[The input Boundary: Start]
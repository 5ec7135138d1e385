//! Raw HID input report decoding.
//!
//! Two shapes of input exist across the hardware:
//!
//! * PAP3 reports carry switch bytes at fixed offsets, free-running encoder
//!   counters and one ambient light byte. [`InputDecoder`] turns successive
//!   reports into per-bit edges and encoder deltas.
//! * FCU/EFIS and CDU reports carry a flat 96-bit button field after the
//!   report id. [`ButtonField`] turns them into per-index pressed states.
//!
//! Neither type knows what a given bit means; that mapping lives with the
//! device and its aircraft profile.

/// One decoded input event, in report order.
#[derive(Debug, Clone, Copy, PartialEq, Eq)]
pub enum InputEvent {
    /// A single bit at `offset` changed.
    Button { offset: u8, mask: u8, pressed: bool },
    /// An encoder counter moved by `delta` detents.
    Encoder { offset: u8, delta: i8 },
    /// Ambient light sample, forwarded verbatim.
    LightSensor(u8),
}

/// Byte offsets the decoder looks at.
#[derive(Debug, Clone, Default)]
pub struct InputLayout {
    pub switch_offsets:  Vec<u8>,
    pub encoder_offsets: Vec<u8>,
    pub light_sensor:    Option<u8>,
}

/// Stateful edge detector over fixed-layout reports.
///
/// The first report only establishes the baseline; edges and deltas are
/// computed between consecutive reports.
#[derive(Debug, Clone)]
pub struct InputDecoder {
    layout: InputLayout,
    last:   Option<Vec<u8>>,
}

impl InputDecoder {
    pub fn new(mut layout: InputLayout) -> Self {
        layout.switch_offsets.sort_unstable();
        layout.switch_offsets.dedup();
        Self { layout, last: None }
    }

    /// Last report seen, if any.
    pub fn last_report(&self) -> Option<&[u8]> {
        self.last.as_deref()
    }

    pub fn reset(&mut self) {
        self.last = None;
    }

    /// Decode one report. Offsets beyond the report length are skipped.
    pub fn decode(&mut self, report: &[u8]) -> Vec<InputEvent> {
        let mut events = Vec::new();
        if report.is_empty() {
            return events;
        }

        if let Some(prev) = self.last.as_deref() {
            for &off in &self.layout.switch_offsets {
                let (Some(&old), Some(&new)) = (prev.get(off as usize), report.get(off as usize)) else {
                    continue;
                };
                let set = new & !old;
                let clr = old & !new;
                let mut mask = 1u8;
                while mask != 0 {
                    if set & mask != 0 {
                        events.push(InputEvent::Button { offset: off, mask, pressed: true });
                    }
                    if clr & mask != 0 {
                        events.push(InputEvent::Button { offset: off, mask, pressed: false });
                    }
                    mask = mask.wrapping_shl(1);
                }
            }

            for &off in &self.layout.encoder_offsets {
                let (Some(&old), Some(&new)) = (prev.get(off as usize), report.get(off as usize)) else {
                    continue;
                };
                let delta = new.wrapping_sub(old) as i8;
                if delta != 0 {
                    events.push(InputEvent::Encoder { offset: off, delta });
                }
            }
        }

        if let Some(&lux) = self.layout.light_sensor.and_then(|off| report.get(off as usize)) {
            events.push(InputEvent::LightSensor(lux));
        }

        // Bytes a short report did not carry keep their previous value.
        match self.last.as_mut() {
            Some(prev) if prev.len() > report.len() => prev[..report.len()].copy_from_slice(report),
            _ => self.last = Some(report.to_vec()),
        }
        events
    }
}

// ── ButtonField ───────────────────────────────────────────────────────────────

pub const BUTTON_REPORT_ID: u8         = 1;
pub const BUTTON_REPORT_MIN_LEN: usize = 13;
pub const BUTTON_COUNT: u16            = 96;

/// Flat button bitmap: byte `1 + i / 8`, bit `i % 8` is hardware button `i`.
#[derive(Debug, Clone, Default)]
pub struct ButtonField {
    last: Option<u128>,
}

impl ButtonField {
    pub fn new() -> Self {
        Self::default()
    }

    pub fn reset(&mut self) {
        self.last = None;
    }

    /// Extract the bitmap from a report; `None` for other report ids or
    /// truncated reports.
    pub fn bits(report: &[u8]) -> Option<u128> {
        if report.len() < BUTTON_REPORT_MIN_LEN || report[0] != BUTTON_REPORT_ID {
            return None;
        }
        let bits = report[1..BUTTON_REPORT_MIN_LEN]
            .iter()
            .enumerate()
            .fold(0u128, |acc, (i, &b)| acc | (u128::from(b) << (8 * i)));
        Some(bits)
    }

    /// Pressed state of every button, ascending index, when the bitmap
    /// differs from the previous report. Unchanged or invalid reports yield
    /// `None`.
    pub fn decode(&mut self, report: &[u8]) -> Option<Vec<(u16, bool)>> {
        let bits = Self::bits(report)?;
        if self.last == Some(bits) {
            return None;
        }
        self.last = Some(bits);
        Some((0..BUTTON_COUNT).map(|i| (i, bits & (1u128 << i) != 0)).collect())
    }
}

#[cfg(test)]
mod tests {
    use super::*;

    fn pap3_layout() -> InputLayout {
        InputLayout {
            switch_offsets:  vec![0x02, 0x01],
            encoder_offsets: vec![0x15],
            light_sensor:    Some(0x14),
        }
    }

    fn report(pairs: &[(usize, u8)]) -> Vec<u8> {
        let mut r = vec![0u8; 0x20];
        for &(off, v) in pairs {
            r[off] = v;
        }
        r
    }

    #[test]
    fn first_report_is_baseline() {
        let mut d = InputDecoder::new(pap3_layout());
        let ev = d.decode(&report(&[(0x01, 0xFF), (0x14, 9)]));
        assert_eq!(ev, vec![InputEvent::LightSensor(9)], "no edges without a previous report");
        assert!(d.last_report().is_some());
    }

    #[test]
    fn edges_fire_exactly_for_changed_bits() {
        let mut d = InputDecoder::new(pap3_layout());
        d.decode(&report(&[(0x01, 0b0000_0101)]));
        let ev = d.decode(&report(&[(0x01, 0b0000_0011), (0x02, 0x80)]));
        assert_eq!(
            ev,
            vec![
                InputEvent::Button { offset: 0x01, mask: 0x02, pressed: true },
                InputEvent::Button { offset: 0x01, mask: 0x04, pressed: false },
                InputEvent::Button { offset: 0x02, mask: 0x80, pressed: true },
                InputEvent::LightSensor(0),
            ]
        );

        let ev = d.decode(&report(&[(0x01, 0b0000_0011), (0x02, 0x80)]));
        assert_eq!(ev, vec![InputEvent::LightSensor(0)], "unchanged bytes never fire");
    }

    #[test]
    fn encoder_delta_wraps() {
        let mut d = InputDecoder::new(pap3_layout());
        d.decode(&report(&[(0x15, 250)]));
        let ev = d.decode(&report(&[(0x15, 4)]));
        assert!(ev.contains(&InputEvent::Encoder { offset: 0x15, delta: 10 }), "250 -> 4 is +10");
        let ev = d.decode(&report(&[(0x15, 1)]));
        assert!(ev.contains(&InputEvent::Encoder { offset: 0x15, delta: -3 }));
    }

    #[test]
    fn short_reports_skip_offsets() {
        let mut d = InputDecoder::new(pap3_layout());
        d.decode(&report(&[(0x01, 1)]));
        let ev = d.decode(&[0x00, 0x00]);
        assert_eq!(
            ev,
            vec![InputEvent::Button { offset: 0x01, mask: 0x01, pressed: false }],
            "offsets past the end are treated as unchanged"
        );
        assert!(d.decode(&[]).is_empty());
    }

    #[test]
    fn button_field_reports_full_state_on_change() {
        let mut f = ButtonField::new();
        let mut r = vec![0u8; 13];
        r[0] = 1;
        r[1] = 0b0000_0010;
        r[12] = 0x80;
        let states = f.decode(&r).expect("first report");
        assert_eq!(states.len(), 96);
        assert_eq!(states[1], (1, true));
        assert_eq!(states[95], (95, true));
        assert_eq!(states.iter().filter(|(_, p)| *p).count(), 2);

        assert!(f.decode(&r).is_none(), "identical bitmap is ignored");

        r[0] = 2;
        assert!(f.decode(&r).is_none(), "other report ids are ignored");
        assert!(f.decode(&[1, 0, 0]).is_none(), "short reports are ignored");
    }
}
[The input Boundary: End]
## [Problem to solve]
For this task, retype the material exactly, line for line.

## [Solved problem]
repository 5ec7135138d1e385
//! Raw HID input report decoding.
//!
//! Two shapes of input exist across the hardware:
//!
//! * PAP3 reports carry switch bytes at fixed offsets, free-running encoder
//!   counters and one ambient light byte. [`InputDecoder`] turns successive
//!   reports into per-bit edges and encoder deltas.
//! * FCU/EFIS and CDU reports carry a flat 96-bit button field after the
//!   report id. [`ButtonField`] turns them into per-index pressed states.
//!
//! Neither type knows what a given bit means; that mapping lives with the
//! device and its aircraft profile.

/// One decoded input event, in report order.
#[derive(Debug, Clone, Copy, PartialEq, Eq)]
pub enum InputEvent {
    /// A single bit at `offset` changed.
    Button { offset: u8, mask: u8, pressed: bool },
    /// An encoder counter moved by `delta` detents.
    Encoder { offset: u8, delta: i8 },
    /// Ambient light sample, forwarded verbatim.
    LightSensor(u8),
}

/// Byte offsets the decoder looks at.
#[derive(Debug, Clone, Default)]
pub struct InputLayout {
    pub switch_offsets:  Vec<u8>,
    pub encoder_offsets: Vec<u8>,
    pub light_sensor:    Option<u8>,
}

/// Stateful edge detector over fixed-layout reports.
///
/// The first report only establishes the baseline; edges and deltas are
/// computed between consecutive reports.
#[derive(Debug, Clone)]
pub struct InputDecoder {
    layout: InputLayout,
    last:   Option<Vec<u8>>,
}

impl InputDecoder {
    pub fn new(mut layout: InputLayout) -> Self {
        layout.switch_offsets.sort_unstable();
        layout.switch_offsets.dedup();
        Self { layout, last: None }
    }

    /// Last report seen, if any.
    pub fn last_report(&self) -> Option<&[u8]> {
        self.last.as_deref()
    }

    pub fn reset(&mut self) {
        self.last = None;
    }

    /// Decode one report. Offsets beyond the report length are skipped.
    pub fn decode(&mut self, report: &[u8]) -> Vec<InputEvent> {
        let mut events = Vec::new();
        if report.is_empty() {
            return events;
        }

        if let Some(prev) = self.last.as_deref() {
            for &off in &self.layout.switch_offsets {
                let (Some(&old), Some(&new)) = (prev.get(off as usize), report.get(off as usize)) else {
                    continue;
                };
                let set = new & !old;
                let clr = old & !new;
                let mut mask = 1u8;
                while mask != 0 {
                    if set & mask != 0 {
                        events.push(InputEvent::Button { offset: off, mask, pressed: true });
                    }
                    if clr & mask != 0 {
                        events.push(InputEvent::Button { offset: off, mask, pressed: false });
                    }
                    mask = mask.wrapping_shl(1);
                }
            }

            for &off in &self.layout.encoder_offsets {
                let (Some(&old), Some(&new)) = (prev.get(off as usize), report.get(off as usize)) else {
                    continue;
                };
                let delta = new.wrapping_sub(old) as i8;
                if delta != 0 {
                    events.push(InputEvent::Encoder { offset: off, delta });
                }
            }
        }

        if let Some(&lux) = self.layout.light_sensor.and_then(|off| report.get(off as usize)) {
            events.push(InputEvent::LightSensor(lux));
        }

        // Bytes a short report did not carry keep their previous value.
        match self.last.as_mut() {
            Some(prev) if prev.len() > report.len() => prev[..report.len()].copy_from_slice(report),
            _ => self.last = Some(report.to_vec()),
        }
        events
    }
}

// ── ButtonField ───────────────────────────────────────────────────────────────

pub const BUTTON_REPORT_ID: u8         = 1;
pub const BUTTON_REPORT_MIN_LEN: usize = 13;
pub const BUTTON_COUNT: u16            = 96;

/// Flat button bitmap: byte `1 + i / 8`, bit `i % 8` is hardware button `i`.
#[derive(Debug, Clone, Default)]
pub struct ButtonField {
    last: Option<u128>,
}

impl ButtonField {
    pub fn new() -> Self {
        Self::default()
    }

    pub fn reset(&mut self) {
        self.last = None;
    }

    /// Extract the bitmap from a report; `None` for other report ids or
    /// truncated reports.
    pub fn bits(report: &[u8]) -> Option<u128> {
        if report.len() < BUTTON_REPORT_MIN_LEN || report[0] != BUTTON_REPORT_ID {
            return None;
        }
        let bits = report[1..BUTTON_REPORT_MIN_LEN]
            .iter()
            .enumerate()
            .fold(0u128, |acc, (i, &b)| acc | (u128::from(b) << (8 * i)));
        Some(bits)
    }

    /// Pressed state of every button, ascending index, when the bitmap
    /// differs from the previous report. Unchanged or invalid reports yield
    /// `None`.
    pub fn decode(&mut self, report: &[u8]) -> Option<Vec<(u16, bool)>> {
        let bits = Self::bits(report)?;
        if self.last == Some(bits) {
            return None;
        }
        self.last = Some(bits);
        Some((0..BUTTON_COUNT).map(|i| (i, bits & (1u128 << i) != 0)).collect())
    }
}

#[cfg(test)]
mod tests {
    use super::*;

    fn pap3_layout() -> InputLayout {
        InputLayout {
            switch_offsets:  vec![0x02, 0x01],
            encoder_offsets: vec![0x15],
            light_sensor:    Some(0x14),
        }
    }

    fn report(pairs: &[(usize, u8)]) -> Vec<u8> {
        let mut r = vec![0u8; 0x20];
        for &(off, v) in pairs {
            r[off] = v;
        }
        r
    }

    #[test]
    fn first_report_is_baseline() {
        let mut d = InputDecoder::new(pap3_layout());
        let ev = d.decode(&report(&[(0x01, 0xFF), (0x14, 9)]));
        assert_eq!(ev, vec![InputEvent::LightSensor(9)], "no edges without a previous report");
        assert!(d.last_report().is_some());
    }

    #[test]
    fn edges_fire_exactly_for_changed_bits() {
        let mut d = InputDecoder::new(pap3_layout());
        d.decode(&report(&[(0x01, 0b0000_0101)]));
        let ev = d.decode(&report(&[(0x01, 0b0000_0011), (0x02, 0x80)]));
        assert_eq!(
            ev,
            vec![
                InputEvent::Button { offset: 0x01, mask: 0x02, pressed: true },
                InputEvent::Button { offset: 0x01, mask: 0x04, pressed: false },
                InputEvent::Button { offset: 0x02, mask: 0x80, pressed: true },
                InputEvent::LightSensor(0),
            ]
        );

        let ev = d.decode(&report(&[(0x01, 0b0000_0011), (0x02, 0x80)]));
        assert_eq!(ev, vec![InputEvent::LightSensor(0)], "unchanged bytes never fire");
    }

    #[test]
    fn encoder_delta_wraps() {
        let mut d = InputDecoder::new(pap3_layout());
        d.decode(&report(&[(0x15, 250)]));
        let ev = d.decode(&report(&[(0x15, 4)]));
        assert!(ev.contains(&InputEvent::Encoder { offset: 0x15, delta: 10 }), "250 -> 4 is +10");
        let ev = d.decode(&report(&[(0x15, 1)]));
        assert!(ev.contains(&InputEvent::Encoder { offset: 0x15, delta: -3 }));
    }

    #[test]
    fn short_reports_skip_offsets() {
        let mut d = InputDecoder::new(pap3_layout());
        d.decode(&report(&[(0x01, 1)]));
        let ev = d.decode(&[0x00, 0x00]);
        assert_eq!(
            ev,
            vec![InputEvent::Button { offset: 0x01, mask: 0x01, pressed: false }],
            "offsets past the end are treated as unchanged"
        );
        assert!(d.decode(&[]).is_empty());
    }

    #[test]
    fn button_field_reports_full_state_on_change() {
        let mut f = ButtonField::new();
        let mut r = vec![0u8; 13];
        r[0] = 1;
        r[1] = 0b0000_0010;
        r[12] = 0x80;
        let states = f.decode(&r).expect("first report");
        assert_eq!(states.len(), 96);
        assert_eq!(states[1], (1, true));
        assert_eq!(states[95], (95, true));
        assert_eq!(states.iter().filter(|(_, p)| *p).count(), 2);

        assert!(f.decode(&r).is_none(), "identical bitmap is ignored");

        r[0] = 2;
        assert!(f.decode(&r).is_none(), "other report ids are ignored");
        assert!(f.decode(&[1, 0, 0]).is_none(), "short reports are ignored");
    }
}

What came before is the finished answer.